Need solution for RD Sharma maths class 12 chapter Maxima and Minima exercise Multiple Choice question, question 15.

Answers (1)

Answer:  (1,2)

Hint: Using Distance Formula, calculate the value of variables.

Given:  y^2=2x

Solution:

Let the required point be (x,y) which is nearest to (2,1).

y^2=2x

\Rightarrow x=\frac{y^2}{4}            …(i)

Now,

d=\sqrt{(x-2)^2+(y-1)^2}

Squaring on both sides, we get

\begin{aligned} &d^{2}=(x-2)^{2}+(y-1)^{2} \\ &d^{2}=\left(\frac{y^{2}}{4}-2\right)^{2}+(y-1)^{2} \\ &d^{2}=\frac{y^{4}}{16}+4-y^{2}+y^{2}+1-2 y \end{aligned}

Now,

Z=d^2=\frac{y^2}{16}+5-2y

\frac{dZ}{dy}=\frac{y^3}{4}-2                                                         …(ii)          
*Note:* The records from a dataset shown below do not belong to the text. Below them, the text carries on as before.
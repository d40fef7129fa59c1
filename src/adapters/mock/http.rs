//! Mock HTTP client for testing.
//!
//! Responses are scripted per URL (exact match first, then prefix), and
//! every request is recorded for later assertions.

use async_trait::async_trait;
use bytes::Bytes;
use std::collections::HashMap;
use std::sync::{Arc, Mutex, MutexGuard};

use crate::traits::{ByteStream, Headers, HttpClient, HttpError, Response};

/// A recorded HTTP request for verification in tests.
#[derive(Debug, Clone)]
pub struct RecordedRequest {
    /// HTTP method (GET or POST)
    pub method: String,
    /// Request URL
    pub url: String,
    /// Request headers
    pub headers: Headers,
    /// Request body (for POST requests)
    pub body: Option<String>,
}

/// Configuration for a mock response.
#[derive(Debug, Clone)]
pub enum MockResponse {
    /// Return a complete response (any status)
    Success(Response),
    /// Fail before any response arrives
    Error(HttpError),
    /// Stream these chunks, then end
    Stream(Vec<Bytes>),
    /// Stream these chunks, then fail with the error
    StreamThenError(Vec<Bytes>, HttpError),
}

/// Mock HTTP client for testing.
#[derive(Debug, Clone, Default)]
pub struct MockHttpClient {
    responses: Arc<Mutex<HashMap<String, MockResponse>>>,
    default_response: Arc<Mutex<Option<MockResponse>>>,
    requests: Arc<Mutex<Vec<RecordedRequest>>>,
}

/// Poisoning only happens if a test already panicked.
fn lock<T>(mutex: &Mutex<T>) -> MutexGuard<'_, T> {
    mutex.lock().unwrap_or_else(|poisoned| poisoned.into_inner())
}

impl MockHttpClient {
    /// Create a new mock HTTP client.
    pub fn new() -> Self {
        Self::default()
    }

    /// Set a response for a URL or URL prefix.
    pub fn set_response(&self, url: &str, response: MockResponse) {
        lock(&self.responses).insert(url.to_string(), response);
    }

    /// Set a default response for URLs without specific matches.
    pub fn set_default_response(&self, response: MockResponse) {
        *lock(&self.default_response) = Some(response);
    }

    /// Get all recorded requests.
    pub fn get_requests(&self) -> Vec<RecordedRequest> {
        lock(&self.requests).clone()
    }

    /// Count recorded requests whose URL starts with `prefix`.
    pub fn request_count(&self, prefix: &str) -> usize {
        lock(&self.requests)
            .iter()
            .filter(|r| r.url.starts_with(prefix))
            .count()
    }

    /// Clear all recorded requests.
    pub fn clear_requests(&self) {
        lock(&self.requests).clear();
    }

    fn record_request(&self, method: &str, url: &str, headers: &Headers, body: Option<String>) {
        lock(&self.requests).push(RecordedRequest {
            method: method.to_string(),
            url: url.to_string(),
            headers: headers.clone(),
            body,
        });
    }

    fn get_response(&self, url: &str) -> Option<MockResponse> {
        let responses = lock(&self.responses);

        if let Some(response) = responses.get(url) {
            return Some(response.clone());
        }

        // Longest prefix wins so specific routes beat general ones
        let prefixed = responses
            .iter()
            .filter(|(pattern, _)| url.starts_with(pattern.as_str()))
            .max_by_key(|(pattern, _)| pattern.len())
            .map(|(_, response)| response.clone());
        if prefixed.is_some() {
            return prefixed;
        }

        lock(&self.default_response).clone()
    }

    fn plain_response(&self, url: &str) -> Result<Response, HttpError> {
        match self.get_response(url) {
            Some(MockResponse::Success(response)) => Ok(response),
            Some(MockResponse::Error(err)) => Err(err),
            Some(MockResponse::Stream(_)) | Some(MockResponse::StreamThenError(..)) => Err(
                HttpError::Other("Stream response on non-stream request".to_string()),
            ),
            None => Err(HttpError::Other(format!("No mock response for URL: {}", url))),
        }
    }
}

#[async_trait]
impl HttpClient for MockHttpClient {
    async fn get(&self, url: &str, headers: &Headers) -> Result<Response, HttpError> {
        self.record_request("GET", url, headers, None);
        self.plain_response(url)
    }

    async fn post(&self, url: &str, body: &str, headers: &Headers) -> Result<Response, HttpError> {
        self.record_request("POST", url, headers, Some(body.to_string()));
        self.plain_response(url)
    }

    async fn post_stream(
        &self,
        url: &str,
        body: &str,
        headers: &Headers,
    ) -> Result<ByteStream, HttpError> {
        self.record_request("POST", url, headers, Some(body.to_string()));

        match self.get_response(url) {
            Some(MockResponse::Stream(chunks)) => {
                Ok(Box::pin(futures::stream::iter(chunks.into_iter().map(Ok))))
            }
            Some(MockResponse::StreamThenError(chunks, err)) => {
                let items = chunks
                    .into_iter()
                    .map(Ok)
                    .chain(std::iter::once(Err(err)));
                Ok(Box::pin(futures::stream::iter(items)))
            }
            Some(MockResponse::Success(response)) if !response.is_success() => {
                Err(HttpError::ServerError {
                    status: response.status,
                    message: response.text_lossy(),
                })
            }
            Some(MockResponse::Success(response)) => {
                Ok(Box::pin(futures::stream::iter(std::iter::once(Ok(response.body)))))
            }
            Some(MockResponse::Error(err)) => Err(err),
            None => Err(HttpError::Other(format!("No mock response for URL: {}", url))),
        }
    }
}

#[cfg(test)]
mod tests {
    use super::*;
    use futures_util::StreamExt;

    #[tokio::test]
    async fn test_get_with_response() {
        let client = MockHttpClient::new();
        client.set_response(
            "https://example.com/test",
            MockResponse::Success(Response::new(200, "Hello")),
        );

        let response = client
            .get("https://example.com/test", &Headers::new())
            .await
            .unwrap();
        assert_eq!(response.status, 200);

        let requests = client.get_requests();
        assert_eq!(requests.len(), 1);
        assert_eq!(requests[0].method, "GET");
    }

    #[tokio::test]
    async fn test_post_stream_then_error() {
        let client = MockHttpClient::new();
        client.set_response(
            "https://example.com/runs",
            MockResponse::StreamThenError(
                vec![Bytes::from("chunk1")],
                HttpError::Io("reset".to_string()),
            ),
        );

        let mut stream = client
            .post_stream("https://example.com/runs", "", &Headers::new())
            .await
            .unwrap();

        assert_eq!(stream.next().await, Some(Ok(Bytes::from("chunk1"))));
        assert_eq!(stream.next().await, Some(Err(HttpError::Io("reset".to_string()))));
        assert_eq!(stream.next().await, None);
    }

    #[tokio::test]
    async fn test_post_stream_error_status() {
        let client = MockHttpClient::new();
        client.set_default_response(MockResponse::Success(Response::new(503, "busy")));

        let result = client
            .post_stream("https://example.com/anything", "", &Headers::new())
            .await;
        assert!(matches!(
            result,
            Err(HttpError::ServerError { status: 503, .. })
        ));
    }

    #[tokio::test]
    async fn test_longest_prefix_wins() {
        let client = MockHttpClient::new();
        client.set_response("https://x/v1", MockResponse::Success(Response::new(200, "a")));
        client.set_response(
            "https://x/v1/agents",
            MockResponse::Success(Response::new(201, "b")),
        );

        let response = client
            .get("https://x/v1/agents/a1/sessions", &Headers::new())
            .await
            .unwrap();
        assert_eq!(response.status, 201);
        assert_eq!(client.request_count("https://x/v1/agents"), 1);
    }

    #[tokio::test]
    async fn test_no_response_configured() {
        let client = MockHttpClient::new();
        let result = client.get("https://example.com/missing", &Headers::new()).await;
        assert!(matches!(result, Err(HttpError::Other(_))));
    }
}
For extrema\frac{dZ}{dy}=0

\Rightarrow \frac{y^3}{4}-2=0

\Rightarrow \frac{y^3}{4}=2

\Rightarrow y^3=8

\Rightarrow y=2

Substitute the value in Equation (i),

x=\frac{2^2}{4}=1

Now, differentiating (ii) w.r.t  y

\begin{aligned} &\frac{d^{2} Z}{d y^{2}}=\frac{3 y^{2}}{4} \\ &\frac{d^{2} Z}{d y^{2}}=\frac{3(2)^{2}}{4}=3>0 \end{aligned}

The nearest point is (1, 2).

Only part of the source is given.